Young then and hopeful,
hopeful that words would matter,
words could reach the heart.
And so he wrote, invoking
the whole life community
that evolved here with us -
life we did not create and
over which we are not lord.
Years later, as an old man,
he challenged his few readers
to imagine Earth without us.
When asked why he would
even think such a thing, he said,
consider the wreckage
gathering at your feet.
Does it not break your heart?
Now pause, he said, be still,
and contemplate such a world:
living canopies so vast
a small squirrel can move in trees
from the Delaware to the Mississippi,
oceans so fish-filled there appear
to be paths across the water,
flocks of passenger pigeons that
cast large shadows on the landscape,
great herds of ungulates
grazing across cool savannahs,
an Earth thriving with diversity.
But without us.
It’s a test, he said, of our
environmental imagination.
If we can imagine such a world
with feelings of awe and reverence,
taking joy in its existence
even though we are no part of it,
nature for nature’s sake,
then we are ready
to answer a question.
What is a species worth?
Perhaps just a small part
of nature’s tapestry?
It depends on what is
vital and alive to you,
what your imagination sees.
Place yourself, the old man urged,
not as superior to nature
but as evolution’s child,
close kin to wild things,
part of nature’s flourishing,
threads in the tapestry.
Then you will know the answer.
The heart will decide.
Gus Speth recently served as dean of Yale's school of environment and forestry and as professor of law at Vermont Law School. At the United Nations, he was the head of the UN's Development Program.
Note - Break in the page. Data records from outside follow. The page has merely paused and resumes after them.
#[cfg(test)]
mod tests {
    use super::*;
    use crate::disclosure::sd_jwt::Disclosure;
    use crate::models::credential::*;
    use crate::wallet::key_management::KeyManager;
    use rand::rngs::StdRng;
    use rand::SeedableRng;

    fn full_claims(issuer: &KeyManager) -> ClaimSet {
        ClaimSet::new()
            .with(UNIVERSITY, "X")
            .with(NAME, "Alice")
            .with(DEGREE_LEVEL, "BSc")
            .with(GRADUATION_YEAR, "2024")
            .with(FACULTY, "CS")
            .with(ISSUER_ADDRESS, &format_address(issuer.address()))
            .with(TOKEN_ADDRESS, "0x00000000000000000000000000000000000000aa")
            .with(TOKEN_ID, "7")
    }

    fn encode_full(seed: u64) -> (KeyManager, ClaimSet, SdJwt) {
        let issuer = KeyManager::from_seed(seed);
        let claims = full_claims(&issuer);
        let mut rng = StdRng::seed_from_u64(seed);
        let artifact = DisclosureCodec::educational()
            .encode(&claims, 1_700_000_000, &issuer, &mut rng)
            .unwrap();
        (issuer, claims, artifact)
    }

    fn requested(names: &[&str]) -> BTreeSet<String> {
        names.iter().map(|n| n.to_string()).collect()
    }

    /// Replaces the disclosure for `name` with one built by `tamper`.
    fn tamper_disclosure(artifact: &SdJwt, name: &str, tamper: impl Fn(&Disclosure) -> Disclosure) -> String {
        let replaced = artifact
            .disclosures()
            .iter()
            .map(|encoded| {
                let disclosure = Disclosure::parse(encoded).unwrap();
                if disclosure.name == name {
                    tamper(&disclosure).encoded().to_string()
                } else {
                    encoded.clone()
                }
            })
            .collect();
        artifact.with_disclosures(replaced).to_string()
    }

    fn flip_first_bit(text: &str) -> String {
        let mut bytes = text.as_bytes().to_vec();
        bytes[0] ^= 0x01;
        String::from_utf8(bytes).unwrap()
    }

    #[test]
    fn test_full_disclosure_round_trip() {
        let (issuer, claims, artifact) = encode_full(1);
        let verified = DisclosureCodec::educational().verify(&artifact.to_string()).unwrap();

        assert_eq!(verified.claims(), claims);
        assert_eq!(verified.issuer, issuer.address());
        assert_eq!(verified.withheld, 0);
        assert_eq!(verified.issued_at, 1_700_000_000);
    }

    #[test]
    fn test_header_hides_redactable_values() {
        let (_, _, artifact) = encode_full(2);
        let header = artifact.header().unwrap();
        assert_eq!(header.digests.len(), 4);
        assert!(!header.claims.contains(NAME));
        assert!(!artifact.issuer_jwt().contains("Alice"));
        assert_eq!(header.claims.get(UNIVERSITY), Some("X"));
    }

    #[test]
    fn test_every_subset_recovers_exactly_the_request() {
        let (_, claims, artifact) = encode_full(3);
        let codec = DisclosureCodec::educational();
        for mask in 0u8..16 {
            let names: Vec<&str> = REDACTABLE_CLAIMS
                .iter()
                .enumerate()
                .filter(|(i, _)| mask & (1 << i) != 0)
                .map(|(_, n)| *n)
                .collect();
            let derived = codec.present(&artifact, &requested(&names)).unwrap();
            let verified = codec.verify(&derived.to_string()).unwrap();

            assert_eq!(verified.disclosed, claims.restricted_to(names.iter().copied()));
            assert_eq!(verified.withheld, 4 - names.len());
            for visible in ALWAYS_VISIBLE_CLAIMS {
                assert!(verified.header_claims.contains(visible));
            }
        }
    }

    #[test]
    fn test_present_ignores_unknown_and_visible_names() {
        let (_, _, artifact) = encode_full(4);
        let codec = DisclosureCodec::educational();
        let derived = codec
            .present(&artifact, &requested(&[NAME, UNIVERSITY, "shoeSize"]))
            .unwrap();
        assert_eq!(derived.disclosures().len(), 1);
        assert_eq!(derived.issuer_jwt(), artifact.issuer_jwt());
    }

    #[test]
    fn test_flipped_salt_bit_is_a_commitment_mismatch() {
        let (_, _, artifact) = encode_full(5);
        let tampered = tamper_disclosure(&artifact, NAME, |d| {
            let mut salt = b64url_decode(&d.salt).unwrap();
            salt[0] ^= 0x01;
            Disclosure::new(&b64url_encode(&salt), &d.name, &d.value).unwrap()
        });
        assert!(matches!(
            DisclosureCodec::educational().verify(&tampered),
            Err(CodecError::CommitmentMismatch(_))
        ));
    }

    #[test]
    fn test_flipped_value_bit_is_a_commitment_mismatch() {
        let (_, _, artifact) = encode_full(6);
        let tampered = tamper_disclosure(&artifact, NAME, |d| {
            Disclosure::new(&d.salt, &d.name, &flip_first_bit(&d.value)).unwrap()
        });
        assert!(matches!(
            DisclosureCodec::educational().verify(&tampered),
            Err(CodecError::CommitmentMismatch(_))
        ));
    }

    #[test]
    fn test_swapped_claim_name_is_a_commitment_mismatch() {
        let (_, _, artifact) = encode_full(7);
        let tampered = tamper_disclosure(&artifact, DEGREE_LEVEL, |d| {
            Disclosure::new(&d.salt, FACULTY, &d.value).unwrap()
        });
        assert!(matches!(
            DisclosureCodec::educational().verify(&tampered),
            Err(CodecError::CommitmentMismatch(_))
        ));
    }

    #[test]
    fn test_repeated_disclosure_is_rejected() {
        let (_, _, artifact) = encode_full(8);
        let mut disclosures = artifact.disclosures().to_vec();
        disclosures.push(disclosures[0].clone());
        let doubled = artifact.with_disclosures(disclosures).to_string();
        assert!(matches!(
            DisclosureCodec::educational().verify(&doubled),
            Err(CodecError::CommitmentMismatch(_))
        ));
    }

    #[test]
    fn test_foreign_signature_is_rejected() {
        let (_, claims, artifact) = encode_full(9);
        let impostor = KeyManager::from_seed(99);
        let mut rng = StdRng::seed_from_u64(99);
        let forged = DisclosureCodec::educational()
            .encode(&claims, 1_700_000_000, &impostor, &mut rng)
            .unwrap();

        // Keep the genuine payload but attach the impostor's signature
        let genuine_input = artifact.signing_input();
        let forged_jwt = format!("{}.{}", genuine_input, forged.signature_segment());
        let spliced = SdJwt::from_parts(forged_jwt, artifact.disclosures().to_vec());

        assert!(matches!(
            DisclosureCodec::educational().verify(&spliced.to_string()),
            Err(CodecError::BadSignature(_))
        ));
    }

    #[test]
    fn test_edited_header_breaks_signature() {
        let (_, _, artifact) = encode_full(10);
        let mut header = artifact.header().unwrap();
        header.claims.insert(UNIVERSITY, "Y");
        let edited_input = format!(
            "{}.{}",
            encode_json_segment(&JwtHeader::credential()).unwrap(),
            encode_json_segment(&header).unwrap()
        );
        let jwt = format!("{}.{}", edited_input, artifact.signature_segment());
        let edited = SdJwt::from_parts(jwt, artifact.disclosures().to_vec());

        assert!(matches!(
            DisclosureCodec::educational().verify(&edited.to_string()),
            Err(CodecError::BadSignature(_))
        ));
    }

    #[test]
    fn test_missing_header_field_is_malformed() {
        let issuer = KeyManager::from_seed(11);
        let layout = DisclosureLayout::new([UNIVERSITY], REDACTABLE_CLAIMS);
        let narrow = DisclosureCodec::new(layout, EDUCATIONAL_CREDENTIAL_TYPE);
        let claims = ClaimSet::new().with(UNIVERSITY, "X").with(NAME, "Alice");
        let artifact = narrow
            .encode(&claims, 0, &issuer, &mut StdRng::seed_from_u64(11))
            .unwrap();

        assert!(matches!(
            DisclosureCodec::educational().verify(&artifact.to_string()),
            Err(CodecError::MalformedArtifact(_))
        ));
    }

    #[test]
    fn test_garbage_is_malformed() {
        assert!(matches!(
            DisclosureCodec::educational().verify("hello world"),
            Err(CodecError::MalformedArtifact(_))
        ));
    }

    #[test]
    fn test_encode_rejects_incomplete_or_unlisted_claims() {
        let issuer = KeyManager::from_seed(12);
        let codec = DisclosureCodec::educational();
        let mut rng = StdRng::seed_from_u64(12);

        let missing = full_claims(&issuer).restricted_to([UNIVERSITY, NAME, ISSUER_ADDRESS, TOKEN_ID]);
        assert_eq!(
            codec.encode(&missing, 0, &issuer, &mut rng).unwrap_err(),
            CodecError::MissingClaim(TOKEN_ADDRESS.into())
        );

        let extra = full_claims(&issuer).with("gpa", "4.0");
        assert_eq!(
            codec.encode(&extra, 0, &issuer, &mut rng).unwrap_err(),
            CodecError::UnlistedClaim("gpa".into())
        );
    }

    #[test]
    fn test_salts_are_fresh_per_encoding() {
        let issuer = KeyManager::from_seed(13);
        let claims = full_claims(&issuer);
        let codec = DisclosureCodec::educational();
        let mut rng = StdRng::seed_from_u64(13);
        let first = codec.encode(&claims, 0, &issuer, &mut rng).unwrap();
        let second = codec.encode(&claims, 0, &issuer, &mut rng).unwrap();
        assert_ne!(first.disclosures(), second.disclosures());
    }

    #[test]
    fn test_disclosed_fields_use_canonical_order() {
        let (_, _, artifact) = encode_full(14);
        let codec = DisclosureCodec::educational();
        let derived = codec
            .present(&artifact, &requested(&[FACULTY, NAME, DEGREE_LEVEL]))
            .unwrap();
        let verified = codec.verify(&derived.to_string()).unwrap();
        assert_eq!(verified.disclosed_fields(), vec![NAME, DEGREE_LEVEL, FACULTY]);
    }
}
Prior to that, he was co-founder of both the Natural Resources Defense Council (NRDC) and the World Resources Institute (WRI), where he led on many environmental issues over a period of 17 years. During the Carter years, he served as chair of the White House Council on Environmental Quality. In jail in Washington DC with Bill McKibben and others on a climate protest, Speth said the following of his 3-day stay, "I've held a lot of important positions in this town, but none seems as important as this one.